Der große Elektro-Daimler ist seiner Zeit in vielerlei Hinsicht weit voraus. Mit welchem künstlerischen Geschick flotte Automobilkonzepte und leistungsstarke Akkumotoren kombiniert werden können, beweist sein einzigartiges Design. Keine Spur mehr von den klassischen Stufenelementen Motor, Dach und Kofferraum mit den dazugehörigen Säulen. Der EQS ist in einem dynamisch und frisch wirkenden Bogen vom Kühlergrill zum Gepäckfach geschwungen, der entsprechend lange Radstand macht die Rücksitzbank zur knautsch- und knitterfreien Zone. Fährt der gut fünf Meter lange Wagen tatsächlich automatisch, bekommt selbst der Steuermann dieses Gefühl des ruhigen und nachhaltigen Entspannens zu spüren. Der sogenannte Hepa-Filter sorgt für die sauberste Luft, die jemals in das Innere eines Autos geblasen worden ist. Laut Mercedes werden von dem hochmodernen Ansaug- und Klärelement sogar die Corona-Viren in all ihren Varianten am Eindringen gehindert und konsequent draußen gehalten. Das ultimative Fahrgefühl wirkt in höchstem Maße, wenn alle künstlich imitierten Geräuschkulissen ausgeschaltet sind – und nur der Wind sanft um das schnittige Gefährt schleicht.


Hightech-Cockpit


Der neu entwickelte Hyperscreen ist das zentrale Element im Wageninnern – und das Nonplusultra auf dem Gebiet des mobilen Infotainments weltweit. Der Bildschirm, der mit einer leicht gebogenen Glasscheibe von Tür zu Tür reicht, wirkt wie ein perfekt animiertes Breitbandkino – mächtig und von größtmöglichem Komfort. Unter dem Motto „Augmented Reality“ (erweiterte Realität) werden der Fahrer und seine Gäste im Auto vom ersten Tag über eine Vielzahl von Assistenzsystemen und anderen Hilfsmodulen begleitet und unterstützt. Der Clou: Kilometer für Kilometer erfasst das Steuerboard sämtliche Vorlieben, Gewohnheiten und Routinen von bis zu sieben Lenkern. Je intensiver die Datenlage, desto wahrscheinlicher schlägt der elektrotechnische Freund und Helfer smarte Bedienschritte vor, die dem Lenker das Handeln erleichtern sollen. Selbstverständlich ermuntert das System den Fahrer auch dazu, die Kontrolle abzugeben und sich autonom zu bewegen, wenn der Stau sich lang und nervenaufreibend zu gestalten droht.

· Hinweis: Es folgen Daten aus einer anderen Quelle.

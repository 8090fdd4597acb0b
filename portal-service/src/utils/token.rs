//! Opaque token generation and hashing.
//!
//! Magic link and session tokens are 32 random bytes, hex encoded. Only the
//! SHA-256 hash is persisted; lookups go through the hash so a database dump
//! never exposes live credentials.

use rand::Rng;
use sha2::{Digest, Sha256};

/// Generate a random opaque token suitable for embedding in a link.
pub fn generate_token() -> String {
    let mut rng = rand::thread_rng();
    let token_bytes: [u8; 32] = rng.gen();
    hex::encode(token_bytes)
}

/// Hash a raw token for storage or lookup.
pub fn hash_token(token: &str) -> String {
    let mut hasher = Sha256::new();
    hasher.update(token.as_bytes());
    hex::encode(hasher.finalize())
}

#[cfg(test)]
mod tests {
    use super::*;

    #[test]
    fn tokens_are_unique_and_url_safe() {
        let a = generate_token();
        let b = generate_token();
        assert_ne!(a, b);
        assert_eq!(a.len(), 64);
        assert!(a.chars().all(|c| c.is_ascii_hexdigit()));
    }

    #[test]
    fn hash_is_deterministic_and_distinct_from_input() {
        let token = generate_token();
        assert_eq!(hash_token(&token), hash_token(&token));
        assert_ne!(hash_token(&token), token);
    }
}
//! Allowlist management integration tests.

mod common;

use common::TestApp;
use serde_json::json;
use service_core::axum::http::StatusCode;
use uuid::Uuid;

async fn seed_portal(app: &TestApp) -> (Uuid, Uuid) {
    let account_id = app.seed_account(Some("Acme & Co.")).await;
    let client_id = app
        .seed_client(account_id, "Greta", "Globex", "greta@globex.com", Some("Globex"))
        .await;
    (account_id, client_id)
}

#[tokio::test]
#[ignore] // Requires running PostgreSQL
async fn add_members_skips_invalid_rows() {
    let app = TestApp::spawn().await;
    let (_, client_id) = seed_portal(&app).await;

    let (status, body) = app
        .post(
            "/portal/members",
            json!({
                "company_slug": "acme-co",
                "client_id": client_id,
                "members": [
                    { "email": "jane@globex.com", "name": "Jane Doe", "role": "editor" },
                    { "email": "not-an-email", "name": "Bad Row" },
                    { "email": "empty@globex.com", "name": "   " }
                ]
            }),
        )
        .await;

    assert_eq!(status, StatusCode::OK);
    assert_eq!(body["added_count"], 1);
}

#[tokio::test]
#[ignore] // Requires running PostgreSQL
async fn add_members_with_no_valid_rows_is_bad_request() {
    let app = TestApp::spawn().await;
    let (_, client_id) = seed_portal(&app).await;

    let (status, _) = app
        .post(
            "/portal/members",
            json!({
                "company_slug": "acme-co",
                "client_id": client_id,
                "members": [
                    { "email": "not-an-email", "name": "Bad Row" }
                ]
            }),
        )
        .await;

    assert_eq!(status, StatusCode::BAD_REQUEST);
}

#[tokio::test]
#[ignore] // Requires running PostgreSQL
async fn readding_a_member_reactivates_and_updates() {
    let app = TestApp::spawn().await;
    let (account_id, client_id) = seed_portal(&app).await;
    let member_id = app
        .seed_member(
            account_id,
            client_id,
            "acme-co",
            "globex",
            "jane@globex.com",
            "Jane Doe",
            "viewer",
        )
        .await;
    sqlx::query("UPDATE client_allowlist SET is_active = FALSE WHERE member_id = $1")
        .bind(member_id)
        .execute(app.db.pool())
        .await
        .unwrap();

    let (status, body) = app
        .post(
            "/portal/members",
            json!({
                "company_slug": "acme-co",
                "client_id": client_id,
                "members": [
                    { "email": "jane@globex.com", "name": "Jane D.", "role": "admin" }
                ]
            }),
        )
        .await;

    assert_eq!(status, StatusCode::OK);
    assert_eq!(body["added_count"], 1);

    let (status, list) = app
        .get(&format!(
            "/portal/clients/{}/members?company_slug=acme-co",
            client_id
        ))
        .await;
    assert_eq!(status, StatusCode::OK);
    let members = list["members"].as_array().unwrap();
    assert_eq!(members.len(), 1);
    assert_eq!(members[0]["name"], "Jane D.");
    assert_eq!(members[0]["role"], "admin");
    assert_eq!(members[0]["is_active"], true);
}

#[tokio::test]
#[ignore] // Requires running PostgreSQL
async fn list_members_flags_the_main_client() {
    let app = TestApp::spawn().await;
    let (account_id, client_id) = seed_portal(&app).await;
    app.seed_member(
        account_id,
        client_id,
        "acme-co",
        "globex",
        "greta@globex.com",
        "Greta Globex",
        "owner",
    )
    .await;
    app.seed_member(
        account_id,
        client_id,
        "acme-co",
        "globex",
        "jane@globex.com",
        "Jane Doe",
        "viewer",
    )
    .await;

    let (status, body) = app
        .get(&format!(
            "/portal/clients/{}/members?company_slug=acme-co",
            client_id
        ))
        .await;

    assert_eq!(status, StatusCode::OK);
    assert_eq!(body["total_count"], 2);
    for member in body["members"].as_array().unwrap() {
        let is_main = member["email"] == "greta@globex.com";
        assert_eq!(member["is_main_client"], is_main);
    }
}

#[tokio::test]
#[ignore] // Requires running PostgreSQL
async fn main_client_cannot_be_removed() {
    let app = TestApp::spawn().await;
    let (account_id, client_id) = seed_portal(&app).await;
    let member_id = app
        .seed_member(
            account_id,
            client_id,
            "acme-co",
            "globex",
            "greta@globex.com",
            "Greta Globex",
            "owner",
        )
        .await;

    let (status, body) = app
        .delete(&format!(
            "/portal/members/{}?company_slug=acme-co",
            member_id
        ))
        .await;

    assert_eq!(status, StatusCode::FORBIDDEN);
    assert!(body["error"].as_str().unwrap().contains("main client"));
}

#[tokio::test]
#[ignore] // Requires running PostgreSQL
async fn removing_a_member_is_a_soft_delete() {
    let app = TestApp::spawn().await;
    let (account_id, client_id) = seed_portal(&app).await;
    let member_id = app
        .seed_member(
            account_id,
            client_id,
            "acme-co",
            "globex",
            "jane@globex.com",
            "Jane Doe",
            "viewer",
        )
        .await;

    let (status, _) = app
        .delete(&format!(
            "/portal/members/{}?company_slug=acme-co",
            member_id
        ))
        .await;
    assert_eq!(status, StatusCode::OK);

    // Row survives but the member can no longer request a link
    let (status, list) = app
        .get(&format!(
            "/portal/clients/{}/members?company_slug=acme-co",
            client_id
        ))
        .await;
    assert_eq!(status, StatusCode::OK);
    assert_eq!(list["members"][0]["is_active"], false);

    let (status, _) = app
        .post(
            "/portal/magic-link",
            json!({
                "email": "jane@globex.com",
                "company_slug": "acme-co",
                "client_slug": "globex"
            }),
        )
        .await;
    assert_eq!(status, StatusCode::FORBIDDEN);
}

#[tokio::test]
#[ignore] // Requires running PostgreSQL
async fn update_member_role_works() {
    let app = TestApp::spawn().await;
    let (account_id, client_id) = seed_portal(&app).await;
    let member_id = app
        .seed_member(
            account_id,
            client_id,
            "acme-co",
            "globex",
            "jane@globex.com",
            "Jane Doe",
            "viewer",
        )
        .await;

    let (status, _) = app
        .patch(
            &format!("/portal/members/{}", member_id),
            json!({ "company_slug": "acme-co", "role": "admin" }),
        )
        .await;
    assert_eq!(status, StatusCode::OK);

    let (_, list) = app
        .get(&format!(
            "/portal/clients/{}/members?company_slug=acme-co",
            client_id
        ))
        .await;
    assert_eq!(list["members"][0]["role"], "admin");
}

#[tokio::test]
#[ignore] // Requires running PostgreSQL
async fn update_role_for_unknown_member_is_not_found() {
    let app = TestApp::spawn().await;
    seed_portal(&app).await;

    let (status, _) = app
        .patch(
            &format!("/portal/members/{}", Uuid::new_v4()),
            json!({ "company_slug": "acme-co", "role": "admin" }),
        )
        .await;

    assert_eq!(status, StatusCode::NOT_FOUND);
}

#[tokio::test]
#[ignore] // Requires running PostgreSQL
async fn unknown_role_is_rejected_at_the_boundary() {
    let app = TestApp::spawn().await;
    let (_, client_id) = seed_portal(&app).await;

    let (status, _) = app
        .post(
            "/portal/members",
            json!({
                "company_slug": "acme-co",
                "client_id": client_id,
                "members": [
                    { "email": "jane@globex.com", "name": "Jane Doe", "role": "superuser" }
                ]
            }),
        )
        .await;

    // Closed role enum: unknown values fail deserialization
    assert_eq!(status, StatusCode::BAD_REQUEST);
}
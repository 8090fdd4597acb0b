//! Magic link issuance integration tests.

mod common;

use common::{token_from_link, TestApp};
use service_core::axum::http::StatusCode;
use serde_json::json;

#[tokio::test]
#[ignore] // Requires running PostgreSQL
async fn allowlisted_member_gets_magic_link() {
    let app = TestApp::spawn().await;
    let account_id = app.seed_account(Some("Acme & Co.")).await;
    let client_id = app
        .seed_client(account_id, "Greta", "Globex", "greta@globex.com", Some("Globex"))
        .await;
    app.seed_member(
        account_id,
        client_id,
        "acme-co",
        "globex",
        "jane@globex.com",
        "Jane Doe",
        "editor",
    )
    .await;

    let (status, body) = app
        .post(
            "/portal/magic-link",
            json!({
                "email": "jane@globex.com",
                "company_slug": "acme-co",
                "client_slug": "globex"
            }),
        )
        .await;

    assert_eq!(status, StatusCode::OK);
    assert_eq!(body["member"]["email"], "jane@globex.com");
    assert_eq!(body["member"]["name"], "Jane Doe");
    assert_eq!(body["member"]["role"], "editor");

    let link = app.last_magic_link();
    assert!(link.starts_with("http://localhost:3000/acme-co?client=globex&token="));
    assert_eq!(token_from_link(&link).len(), 64);
}

#[tokio::test]
#[ignore] // Requires running PostgreSQL
async fn email_matching_is_case_insensitive() {
    let app = TestApp::spawn().await;
    let account_id = app.seed_account(Some("Acme & Co.")).await;
    let client_id = app
        .seed_client(account_id, "Greta", "Globex", "greta@globex.com", None)
        .await;
    app.seed_member(
        account_id,
        client_id,
        "acme-co",
        "greta-globex",
        "jane@globex.com",
        "Jane Doe",
        "viewer",
    )
    .await;

    let (status, _) = app
        .post(
            "/portal/magic-link",
            json!({
                "email": "Jane@Globex.COM",
                "company_slug": "acme-co",
                "client_slug": "greta-globex"
            }),
        )
        .await;

    assert_eq!(status, StatusCode::OK);
}

#[tokio::test]
#[ignore] // Requires running PostgreSQL
async fn unlisted_email_is_forbidden() {
    let app = TestApp::spawn().await;
    let account_id = app.seed_account(Some("Acme & Co.")).await;
    app.seed_client(account_id, "Greta", "Globex", "greta@globex.com", None)
        .await;

    let (status, body) = app
        .post(
            "/portal/magic-link",
            json!({
                "email": "stranger@evil.com",
                "company_slug": "acme-co",
                "client_slug": "globex"
            }),
        )
        .await;

    assert_eq!(status, StatusCode::FORBIDDEN);
    assert!(body["error"].as_str().unwrap().contains("not authorized"));
    assert!(app.email.sent.lock().unwrap().is_empty());
}

#[tokio::test]
#[ignore] // Requires running PostgreSQL
async fn unknown_company_slug_is_not_found() {
    let app = TestApp::spawn().await;

    let (status, _) = app
        .post(
            "/portal/magic-link",
            json!({
                "email": "jane@globex.com",
                "company_slug": "no-such-company",
                "client_slug": "globex"
            }),
        )
        .await;

    assert_eq!(status, StatusCode::NOT_FOUND);
}

#[tokio::test]
#[ignore] // Requires running PostgreSQL
async fn malformed_email_is_rejected() {
    let app = TestApp::spawn().await;

    let (status, _) = app
        .post(
            "/portal/magic-link",
            json!({
                "email": "not-an-email",
                "company_slug": "acme-co",
                "client_slug": "globex"
            }),
        )
        .await;

    assert_eq!(status, StatusCode::UNPROCESSABLE_ENTITY);
}

#[tokio::test]
#[ignore] // Requires running PostgreSQL
async fn profile_name_resolves_when_account_has_no_company() {
    let app = TestApp::spawn().await;
    let account_id = app.seed_account(None).await;
    app.seed_profile(account_id, "Jane", "Doe").await;
    let client_id = app
        .seed_client(account_id, "Greta", "Globex", "greta@globex.com", None)
        .await;
    app.seed_member(
        account_id,
        client_id,
        "jane-doe",
        "greta-globex",
        "greta@globex.com",
        "Greta Globex",
        "owner",
    )
    .await;

    let (status, _) = app
        .post(
            "/portal/magic-link",
            json!({
                "email": "greta@globex.com",
                "company_slug": "jane-doe",
                "client_slug": "greta-globex"
            }),
        )
        .await;

    assert_eq!(status, StatusCode::OK);
}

Hyperscreen: Das futuristisch anmutende Display ist 141 Zentimeter breit und unter einem gebogenen Deckglas eingebaut

Auf dem Weg in die Zukunft


Doch selbst wenn der Mensch am Steuer des EQS die Taste „Drive Pilot“ drückt und damit das automatische Fahren auf Level 3 aktiviert, ist er angehalten, wachsam zu bleiben und immer eine Auge auf der Straße zu haben, um in kritischen Situationen das Lenkrad wieder übernehmen zu können. Als hundertprozentig autonom werden Autos erst bezeichnet, wenn sie generell ohne Steuer und Pedale auskommen und dauerhaft keine menschliche Hilfe benötigen. Im Fachjargon: ab Level 4. „Im günstigsten Fall kann ich mir automatische Citytaxis und Kleinbusse schon in gut fünf Jahren vorstellen, die in ausgewählten Gebieten zu jeder Tages- und Nachtzeit Menschen fahren“, sagte Christoph Stiller, der Leiter des Instituts für Mess- und Regelungstechnik am Karlsruher Institut für Technologie (KIT) jüngst dem Fachmedium Science Media Center. Im Gegensatz zum legeren Verkehren auf Level 3 werden die Fahrer von Privatwagen noch einige Zeit auf diese Technik warten müssen.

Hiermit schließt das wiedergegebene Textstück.